WHAT IS BEING ASKED — Every line from the start of the records below to the line containing "for every device." should be retyped exactly, that line included, and no others.

Data entries:

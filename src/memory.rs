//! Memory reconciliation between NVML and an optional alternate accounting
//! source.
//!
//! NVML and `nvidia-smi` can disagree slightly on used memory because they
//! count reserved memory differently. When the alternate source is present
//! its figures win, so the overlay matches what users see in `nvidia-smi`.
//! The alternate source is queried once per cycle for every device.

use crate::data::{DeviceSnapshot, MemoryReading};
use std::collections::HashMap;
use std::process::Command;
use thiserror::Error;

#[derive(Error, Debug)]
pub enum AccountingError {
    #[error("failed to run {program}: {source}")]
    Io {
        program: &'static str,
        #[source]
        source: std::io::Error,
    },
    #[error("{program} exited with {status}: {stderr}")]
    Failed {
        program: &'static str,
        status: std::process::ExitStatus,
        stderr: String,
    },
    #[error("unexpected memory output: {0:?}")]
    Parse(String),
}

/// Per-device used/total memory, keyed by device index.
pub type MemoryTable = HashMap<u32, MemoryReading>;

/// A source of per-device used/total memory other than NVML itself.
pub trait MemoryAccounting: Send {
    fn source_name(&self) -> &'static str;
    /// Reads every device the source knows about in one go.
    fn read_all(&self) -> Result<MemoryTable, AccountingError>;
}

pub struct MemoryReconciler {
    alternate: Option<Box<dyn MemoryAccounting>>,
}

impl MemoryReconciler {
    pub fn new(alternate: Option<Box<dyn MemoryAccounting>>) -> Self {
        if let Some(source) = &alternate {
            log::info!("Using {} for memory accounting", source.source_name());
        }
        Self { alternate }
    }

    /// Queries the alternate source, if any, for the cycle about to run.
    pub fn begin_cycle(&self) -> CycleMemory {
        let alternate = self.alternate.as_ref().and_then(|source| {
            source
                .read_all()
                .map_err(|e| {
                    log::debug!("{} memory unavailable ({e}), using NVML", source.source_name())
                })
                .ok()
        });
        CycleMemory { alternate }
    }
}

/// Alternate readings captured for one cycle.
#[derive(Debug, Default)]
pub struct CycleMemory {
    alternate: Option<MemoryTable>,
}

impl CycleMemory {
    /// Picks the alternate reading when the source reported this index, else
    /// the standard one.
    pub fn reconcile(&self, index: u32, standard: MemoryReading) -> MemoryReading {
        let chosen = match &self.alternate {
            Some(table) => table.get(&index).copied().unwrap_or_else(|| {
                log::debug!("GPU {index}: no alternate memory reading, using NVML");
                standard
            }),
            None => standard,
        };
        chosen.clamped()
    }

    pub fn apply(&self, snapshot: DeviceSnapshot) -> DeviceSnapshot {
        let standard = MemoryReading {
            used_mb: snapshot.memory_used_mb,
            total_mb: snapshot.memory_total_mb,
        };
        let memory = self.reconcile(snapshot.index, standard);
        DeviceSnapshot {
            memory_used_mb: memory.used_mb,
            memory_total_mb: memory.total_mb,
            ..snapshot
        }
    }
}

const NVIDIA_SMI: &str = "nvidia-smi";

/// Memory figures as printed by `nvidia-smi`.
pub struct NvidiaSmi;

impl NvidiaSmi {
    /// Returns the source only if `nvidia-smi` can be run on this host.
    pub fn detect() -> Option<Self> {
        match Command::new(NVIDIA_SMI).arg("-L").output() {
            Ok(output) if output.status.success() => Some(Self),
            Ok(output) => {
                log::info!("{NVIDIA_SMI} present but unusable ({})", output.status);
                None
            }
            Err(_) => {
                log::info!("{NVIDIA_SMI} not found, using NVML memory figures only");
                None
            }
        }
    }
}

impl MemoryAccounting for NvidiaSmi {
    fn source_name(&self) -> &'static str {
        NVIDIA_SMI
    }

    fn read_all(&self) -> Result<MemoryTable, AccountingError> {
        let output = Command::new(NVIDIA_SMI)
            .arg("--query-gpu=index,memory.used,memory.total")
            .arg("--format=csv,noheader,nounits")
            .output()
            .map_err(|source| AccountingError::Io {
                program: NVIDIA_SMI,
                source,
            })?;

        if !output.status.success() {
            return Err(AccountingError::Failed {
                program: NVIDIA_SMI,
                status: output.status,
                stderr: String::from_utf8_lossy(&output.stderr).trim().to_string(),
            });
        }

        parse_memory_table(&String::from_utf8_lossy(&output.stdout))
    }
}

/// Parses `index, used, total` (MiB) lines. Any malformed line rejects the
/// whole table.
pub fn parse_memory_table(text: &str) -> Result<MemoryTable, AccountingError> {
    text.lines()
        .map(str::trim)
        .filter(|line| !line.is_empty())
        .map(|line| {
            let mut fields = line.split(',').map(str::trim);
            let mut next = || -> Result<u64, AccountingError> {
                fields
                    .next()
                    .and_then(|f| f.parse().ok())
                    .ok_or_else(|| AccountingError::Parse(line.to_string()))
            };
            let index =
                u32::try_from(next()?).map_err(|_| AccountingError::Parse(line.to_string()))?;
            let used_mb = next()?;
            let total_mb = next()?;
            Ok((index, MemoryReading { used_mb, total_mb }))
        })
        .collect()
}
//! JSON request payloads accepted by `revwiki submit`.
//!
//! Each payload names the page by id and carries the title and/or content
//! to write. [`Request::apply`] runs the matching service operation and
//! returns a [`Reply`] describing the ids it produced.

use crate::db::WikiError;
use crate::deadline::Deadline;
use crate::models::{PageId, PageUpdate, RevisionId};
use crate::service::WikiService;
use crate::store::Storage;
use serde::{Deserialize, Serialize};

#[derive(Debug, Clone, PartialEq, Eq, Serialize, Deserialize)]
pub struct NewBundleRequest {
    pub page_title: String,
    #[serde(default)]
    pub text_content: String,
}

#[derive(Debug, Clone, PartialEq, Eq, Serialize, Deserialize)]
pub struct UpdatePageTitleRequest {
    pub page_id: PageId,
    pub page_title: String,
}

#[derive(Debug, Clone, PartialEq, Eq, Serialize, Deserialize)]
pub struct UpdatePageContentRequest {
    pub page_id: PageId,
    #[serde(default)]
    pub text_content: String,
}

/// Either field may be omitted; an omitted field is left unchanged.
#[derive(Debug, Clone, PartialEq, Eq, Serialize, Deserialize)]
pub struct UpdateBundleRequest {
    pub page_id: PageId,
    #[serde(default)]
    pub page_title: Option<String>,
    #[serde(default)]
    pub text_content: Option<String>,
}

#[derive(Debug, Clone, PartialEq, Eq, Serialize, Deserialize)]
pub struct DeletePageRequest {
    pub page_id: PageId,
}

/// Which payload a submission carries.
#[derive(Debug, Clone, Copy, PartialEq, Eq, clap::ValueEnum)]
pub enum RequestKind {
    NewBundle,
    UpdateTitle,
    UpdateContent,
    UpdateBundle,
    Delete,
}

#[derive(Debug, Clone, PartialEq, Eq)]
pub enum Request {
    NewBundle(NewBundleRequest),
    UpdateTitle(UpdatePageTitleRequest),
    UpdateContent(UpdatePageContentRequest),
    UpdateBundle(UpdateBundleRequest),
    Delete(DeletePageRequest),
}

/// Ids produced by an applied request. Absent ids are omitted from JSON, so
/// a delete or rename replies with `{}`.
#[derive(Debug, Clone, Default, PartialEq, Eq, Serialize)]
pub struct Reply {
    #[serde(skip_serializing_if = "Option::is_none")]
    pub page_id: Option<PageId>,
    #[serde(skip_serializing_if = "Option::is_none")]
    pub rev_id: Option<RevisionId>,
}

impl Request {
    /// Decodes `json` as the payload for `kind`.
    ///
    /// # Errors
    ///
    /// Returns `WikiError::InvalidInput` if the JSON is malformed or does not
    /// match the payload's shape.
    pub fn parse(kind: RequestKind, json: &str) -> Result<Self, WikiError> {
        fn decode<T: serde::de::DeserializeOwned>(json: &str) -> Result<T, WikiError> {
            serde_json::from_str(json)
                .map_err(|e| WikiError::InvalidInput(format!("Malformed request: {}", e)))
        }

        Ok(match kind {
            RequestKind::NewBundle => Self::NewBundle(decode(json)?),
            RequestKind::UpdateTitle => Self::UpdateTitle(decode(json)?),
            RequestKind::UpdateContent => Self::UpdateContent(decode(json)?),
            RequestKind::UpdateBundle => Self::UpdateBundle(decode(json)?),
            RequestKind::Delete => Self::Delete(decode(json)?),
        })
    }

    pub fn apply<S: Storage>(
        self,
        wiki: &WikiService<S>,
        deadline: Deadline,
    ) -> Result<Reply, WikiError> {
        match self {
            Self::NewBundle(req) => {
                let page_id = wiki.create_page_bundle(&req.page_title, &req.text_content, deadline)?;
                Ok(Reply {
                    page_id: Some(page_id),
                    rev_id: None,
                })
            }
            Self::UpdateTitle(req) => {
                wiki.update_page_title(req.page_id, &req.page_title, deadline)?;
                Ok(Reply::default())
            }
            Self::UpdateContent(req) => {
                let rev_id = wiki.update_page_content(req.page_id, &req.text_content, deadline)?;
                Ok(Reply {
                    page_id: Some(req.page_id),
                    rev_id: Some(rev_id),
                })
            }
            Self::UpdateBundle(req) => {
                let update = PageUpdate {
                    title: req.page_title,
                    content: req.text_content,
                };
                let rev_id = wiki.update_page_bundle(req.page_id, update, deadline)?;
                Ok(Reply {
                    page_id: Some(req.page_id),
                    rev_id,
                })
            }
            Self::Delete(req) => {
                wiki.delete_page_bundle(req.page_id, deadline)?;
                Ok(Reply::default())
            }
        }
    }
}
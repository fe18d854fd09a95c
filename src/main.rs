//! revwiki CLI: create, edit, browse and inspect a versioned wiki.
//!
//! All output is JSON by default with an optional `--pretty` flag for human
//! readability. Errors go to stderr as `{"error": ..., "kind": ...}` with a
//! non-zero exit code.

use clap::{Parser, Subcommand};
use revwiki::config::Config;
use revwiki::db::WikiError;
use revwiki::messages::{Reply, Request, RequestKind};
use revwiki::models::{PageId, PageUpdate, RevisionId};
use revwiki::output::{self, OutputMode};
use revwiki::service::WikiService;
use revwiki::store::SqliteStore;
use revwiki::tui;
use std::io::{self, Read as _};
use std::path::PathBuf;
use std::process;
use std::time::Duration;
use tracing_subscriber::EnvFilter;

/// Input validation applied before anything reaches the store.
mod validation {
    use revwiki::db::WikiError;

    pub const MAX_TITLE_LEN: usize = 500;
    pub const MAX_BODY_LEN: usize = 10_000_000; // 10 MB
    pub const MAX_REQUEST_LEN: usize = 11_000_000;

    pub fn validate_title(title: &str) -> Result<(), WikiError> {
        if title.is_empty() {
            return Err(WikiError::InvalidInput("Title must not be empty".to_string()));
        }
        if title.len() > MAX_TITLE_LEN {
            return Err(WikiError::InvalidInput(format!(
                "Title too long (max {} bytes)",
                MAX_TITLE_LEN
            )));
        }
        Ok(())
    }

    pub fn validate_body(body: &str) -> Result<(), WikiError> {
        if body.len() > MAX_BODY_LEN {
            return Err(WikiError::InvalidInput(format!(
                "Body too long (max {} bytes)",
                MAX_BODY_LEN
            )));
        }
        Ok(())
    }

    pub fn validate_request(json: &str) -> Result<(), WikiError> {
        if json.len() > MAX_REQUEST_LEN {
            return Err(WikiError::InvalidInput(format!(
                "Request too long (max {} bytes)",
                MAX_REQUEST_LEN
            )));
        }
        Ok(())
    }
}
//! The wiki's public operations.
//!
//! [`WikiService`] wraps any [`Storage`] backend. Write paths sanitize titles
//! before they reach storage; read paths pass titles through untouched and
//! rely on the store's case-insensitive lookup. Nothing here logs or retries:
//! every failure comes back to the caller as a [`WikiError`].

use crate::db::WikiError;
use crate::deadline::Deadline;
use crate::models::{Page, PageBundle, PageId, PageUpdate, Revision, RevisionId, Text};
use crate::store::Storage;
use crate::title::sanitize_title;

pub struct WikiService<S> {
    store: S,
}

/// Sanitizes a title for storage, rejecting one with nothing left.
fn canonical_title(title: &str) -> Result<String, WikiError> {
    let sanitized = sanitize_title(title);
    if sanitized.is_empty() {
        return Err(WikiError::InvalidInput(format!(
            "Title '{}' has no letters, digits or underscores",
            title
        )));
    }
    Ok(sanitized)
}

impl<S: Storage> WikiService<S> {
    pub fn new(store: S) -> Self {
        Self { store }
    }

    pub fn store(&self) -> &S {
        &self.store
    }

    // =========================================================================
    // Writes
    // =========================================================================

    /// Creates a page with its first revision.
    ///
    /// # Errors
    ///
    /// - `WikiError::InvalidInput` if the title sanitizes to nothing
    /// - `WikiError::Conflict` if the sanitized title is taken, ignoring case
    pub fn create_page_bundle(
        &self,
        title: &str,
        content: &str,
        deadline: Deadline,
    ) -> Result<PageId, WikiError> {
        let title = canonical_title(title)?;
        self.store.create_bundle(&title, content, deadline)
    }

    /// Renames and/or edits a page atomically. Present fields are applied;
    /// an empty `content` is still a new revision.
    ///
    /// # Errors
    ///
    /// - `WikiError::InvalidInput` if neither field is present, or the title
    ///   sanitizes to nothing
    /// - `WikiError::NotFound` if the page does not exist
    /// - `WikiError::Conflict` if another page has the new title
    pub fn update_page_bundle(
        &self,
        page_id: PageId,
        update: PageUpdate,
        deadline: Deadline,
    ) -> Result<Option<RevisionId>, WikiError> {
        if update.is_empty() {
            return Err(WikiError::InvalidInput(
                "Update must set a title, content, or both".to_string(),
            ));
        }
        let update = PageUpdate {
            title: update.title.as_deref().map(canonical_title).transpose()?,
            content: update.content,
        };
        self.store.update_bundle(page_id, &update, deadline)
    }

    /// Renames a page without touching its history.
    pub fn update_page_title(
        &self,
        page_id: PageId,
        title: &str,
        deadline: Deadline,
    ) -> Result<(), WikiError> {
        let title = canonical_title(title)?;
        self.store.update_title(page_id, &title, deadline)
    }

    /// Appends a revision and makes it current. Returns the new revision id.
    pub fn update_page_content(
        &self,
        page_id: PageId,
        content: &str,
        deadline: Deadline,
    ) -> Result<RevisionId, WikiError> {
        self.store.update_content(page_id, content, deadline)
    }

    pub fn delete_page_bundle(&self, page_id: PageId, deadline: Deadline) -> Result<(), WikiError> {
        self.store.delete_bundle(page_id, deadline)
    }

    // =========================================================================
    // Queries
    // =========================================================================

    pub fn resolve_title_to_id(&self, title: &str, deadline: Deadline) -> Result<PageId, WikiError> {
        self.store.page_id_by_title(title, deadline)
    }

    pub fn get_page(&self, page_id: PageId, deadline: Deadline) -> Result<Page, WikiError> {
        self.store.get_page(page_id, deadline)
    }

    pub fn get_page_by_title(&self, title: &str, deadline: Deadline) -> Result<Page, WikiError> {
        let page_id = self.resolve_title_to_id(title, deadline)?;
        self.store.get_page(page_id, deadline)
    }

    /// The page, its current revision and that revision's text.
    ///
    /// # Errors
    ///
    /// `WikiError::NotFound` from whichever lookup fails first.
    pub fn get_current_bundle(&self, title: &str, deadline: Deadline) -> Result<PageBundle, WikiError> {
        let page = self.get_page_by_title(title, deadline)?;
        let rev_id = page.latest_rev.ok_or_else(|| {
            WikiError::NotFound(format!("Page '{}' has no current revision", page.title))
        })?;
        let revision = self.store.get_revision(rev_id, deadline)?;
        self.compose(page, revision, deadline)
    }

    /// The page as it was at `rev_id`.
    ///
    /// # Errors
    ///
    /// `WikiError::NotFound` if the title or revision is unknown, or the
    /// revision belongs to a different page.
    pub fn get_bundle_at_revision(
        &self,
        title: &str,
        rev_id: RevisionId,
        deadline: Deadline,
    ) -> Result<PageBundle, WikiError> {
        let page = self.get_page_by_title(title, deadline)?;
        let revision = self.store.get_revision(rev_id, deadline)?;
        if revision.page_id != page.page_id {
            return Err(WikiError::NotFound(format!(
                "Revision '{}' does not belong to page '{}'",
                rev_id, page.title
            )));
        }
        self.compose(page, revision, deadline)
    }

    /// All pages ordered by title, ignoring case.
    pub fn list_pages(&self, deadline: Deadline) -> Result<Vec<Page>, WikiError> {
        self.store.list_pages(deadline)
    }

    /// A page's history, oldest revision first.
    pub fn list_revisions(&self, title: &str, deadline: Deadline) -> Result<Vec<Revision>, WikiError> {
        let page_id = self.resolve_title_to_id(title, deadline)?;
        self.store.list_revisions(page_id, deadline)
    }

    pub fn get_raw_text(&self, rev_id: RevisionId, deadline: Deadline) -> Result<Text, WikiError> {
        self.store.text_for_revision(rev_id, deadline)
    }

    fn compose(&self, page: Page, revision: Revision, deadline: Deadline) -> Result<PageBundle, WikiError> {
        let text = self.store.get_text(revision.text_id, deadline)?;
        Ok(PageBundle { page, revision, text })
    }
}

RESPONSE BOX —
filename src/memory.rs
//! Memory reconciliation between NVML and an optional alternate accounting
//! source.
//!
//! NVML and `nvidia-smi` can disagree slightly on used memory because they
//! count reserved memory differently. When the alternate source is present
//! its figures win, so the overlay matches what users see in `nvidia-smi`.
//! The alternate source is queried once per cycle for every device.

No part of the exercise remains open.